Rating Scale for Ultrasound Imaging
To determine whether targets are better visualized with the proximal intercostal block approach or traditional paravertebral blockade, the researchers devised an ultrasound image rating scale based on visualization of the parietal pleura, bony landmarks, relevant ligaments, the block needle and injectate spread. Ultrasound images were obtained before and after needle placement, including video recording of the injection of the local anesthetic.
The study’s primary outcome was overall ultrasound imaging score (0-18), as determined by an independent reviewer. Secondary outcomes included block performance times, postoperative pain scores (measured at one hour and 24 hours) and opioid consumption during the first 24 hours after surgery. The Student t test or Mann-Whitney test was used to compare groups, as appropriate. Women undergoing total mastectomy were randomly assigned to receive a paravertebral block (n=10) or proximal intercostal block (n=8) preoperatively at two to four block sites with a total of 2.5 mg/kg ropivacaine.
As Dr. Schreiber reported at the International Anesthesia Research Society 2017 annual meeting (abstract 1461), overall image rating scores were superior for the proximal intercostal block compared with paravertebral blockade.
“There was definitely more variability in image rating scores with the traditional paravertebral block, and we had a few patients that were very difficult to see with this technique,” Dr. Schreiber said. “Although there was also variability with the proximal intercostal approach, scores were clustered towards the top of the visual ratings.”
According to the researchers, when broken down by different elements, better visualization of bony landmarks and pleura contributed to the higher overall score for the proximal intercostal approach. Although the study was not statistically powered to see a difference in analgesic outcomes, postoperative pain scores and opioid consumption were low for both block techniques, Dr. Schreiber reported, and noted that technical performance times were similar for both blocks. Somewhat unexpectedly, however, the investigators observed that needle depth at the skin was actually greater for the proximal intercostal block.
“Perhaps we’re coming at a shallower angle with the needle because we have more space in between to work with,” Dr. Schreiber speculated.

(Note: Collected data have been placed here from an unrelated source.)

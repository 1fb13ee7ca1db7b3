//! # zipmount
//!
//! Mount archives as ordinary directories for the duration of a session.
//!
//! Loading an archive extracts it into a private scratch directory. From then
//! on, paths that start with the archive's own path (`data.zip/images/a.png`)
//! resolve into that directory, so the contents can be read, written, listed
//! and removed with ordinary file operations, or handed to any library that
//! accepts a path or a [`File`](std::fs::File). Unloading a read-write mount
//! packs the scratch directory back into the archive in one atomic step.
//!
//! ## Quick Start
//!
//! ```rust,no_run
//! use zipmount::{MountMode, MountRegistry, Result, fs};
//!
//! fn main() -> Result<()> {
//!     let mut registry = MountRegistry::new();
//!     registry.load("dataset.zip", MountMode::ReadWrite)?;
//!
//!     // Read and modify archive contents through virtual paths
//!     let csv = fs::read_to_string(&registry, "dataset.zip/train.csv")?;
//!     fs::write(&mut registry, "dataset.zip/train.csv", csv.to_uppercase())?;
//!
//!     // Or resolve to a real path for code that does its own I/O
//!     let resolved = registry.resolve("dataset.zip/images")?;
//!     println!("images live in {}", resolved.physical.display());
//!
//!     // Write the changes back into dataset.zip
//!     registry.unload("dataset.zip")?;
//!     Ok(())
//! }
//! ```
//!
//! ## Bulk Operations
//!
//! [`MountRegistry::sync`] makes the mounted set match a list of archives,
//! loading and unloading only the difference. [`MountRegistry::discover_and_load`]
//! walks a directory tree and mounts every archive it finds, read-only.
//!
//! ```rust,no_run
//! use zipmount::MountRegistry;
//!
//! let mut registry = MountRegistry::new();
//! let report = registry.discover_and_load("./archives")?;
//! for failure in &report.failures {
//!     eprintln!("skipped {}: {}", failure.path.display(), failure.error);
//! }
//!
//! // Keep b.zip mounted, drop everything else, mount c.zip
//! registry.sync(["./archives/b.zip", "./c.zip"])?;
//! # Ok::<(), zipmount::Error>(())
//! ```
//!
//! ## Lifetime
//!
//! A [`MountRegistry`] owns its scratch directories. Dropping it unloads every
//! remaining mount and writes back dirty read-write archives (configurable
//! with [`MountOptions::flush_on_drop`]).
//!
//! ## Feature Flags
//!
//! | Feature | Default | Description |
//! |---------|---------|-------------|
//! | `deflate` | Yes | Deflate compression for ZIP entries |
//!
//! Without `deflate`, only Stored entries can be read and archives are
//! written uncompressed.
//!
//! ## Limitations
//!
//! Registries are process-local. When two processes mount the same archive
//! read-write, the last one to unload overwrites the other's changes.
//!
//! The bundled [`ZipCodec`] does not implement ZIP64. Archives larger than
//! 4 GiB, with an entry larger than 4 GiB, or with 65,535 entries or more
//! fail to load with [`CodecError::UnsupportedFeature`], and a scratch
//! directory that outgrows these limits fails to write back (the original
//! archive is kept). Entry data is streamed in both directions, so memory
//! use does not grow with entry size.

#![cfg_attr(docsrs, feature(doc_cfg))]
#![warn(missing_docs)]
#![warn(rust_2018_idioms)]
#![deny(unsafe_op_in_unsafe_fn)]

/// Default buffer size for read operations (8 KiB).
pub(crate) const READ_BUFFER_SIZE: usize = 8192;

pub mod canonical;
pub mod codec;
pub mod error;
pub mod fs;
pub mod mount;

pub use canonical::{CanonicalPath, canonicalize};
pub use codec::{ArchiveCodec, CodecError, CodecStats, ZipCodec, ZipOptions};
pub use error::{Error, Result};
pub use mount::shutdown::live_registries;
pub use mount::{
    DiscoverFailure, DiscoverPolicy, DiscoverReport, LoadResult, MountEntry, MountInfo,
    MountMode, MountOptions, MountRegistry, MountState, OpenMode, Resolved, ShutdownFailure,
    ShutdownReport, SyncReport, UnloadResult,
};
//! Mount lifecycle: loading archives into scratch directories, resolving
//! virtual paths, and writing changes back.
//!
//! The central type is [`MountRegistry`]. Each mounted archive is recorded as
//! a [`MountEntry`] keyed by the archive's [`CanonicalPath`], so an archive
//! can be mounted at most once per registry regardless of how its path is
//! spelled.
//!
//! ```text
//!   load(path, mode)          unload(path)
//!   ─────────────────► Loaded ────────────► Unloading ──► (removed)
//!                        ▲                      │
//!                        └──── pack failed ─────┘
//! ```
//!
//! [`CanonicalPath`]: crate::canonical::CanonicalPath

mod discover;
mod entry;
mod options;
mod registry;
mod resolve;
pub mod shutdown;
mod sync;

pub use discover::{DiscoverFailure, DiscoverReport};
pub use entry::{MountEntry, MountMode, MountState, OpenMode};
pub use options::{DiscoverPolicy, MountOptions};
pub use registry::{LoadResult, MountInfo, MountRegistry, UnloadResult};
pub use resolve::Resolved;
pub use shutdown::{ShutdownFailure, ShutdownReport};
pub use sync::SyncReport;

Moderator of the session, Richa Wardhan, MD, assistant professor of anesthesia at the University of Florida College of Medicine, in Gainesville, observed that she was not surprised by the better visibility recorded with the proximal intercostal block.
“In the sagittal plane and in bigger patients especially, the view of the paravertebral space is very poor,” Dr. Wardhan said. “Rather than putting your probe in the sagittal plane, however, a transverse visualization of this space may provide a better view, and you would probably have a longer path there.”
“The resistance of some practitioners to the lateral to medial transverse approach is the potential for placement of the catheter in the epidural space,” Dr. Schreiber said.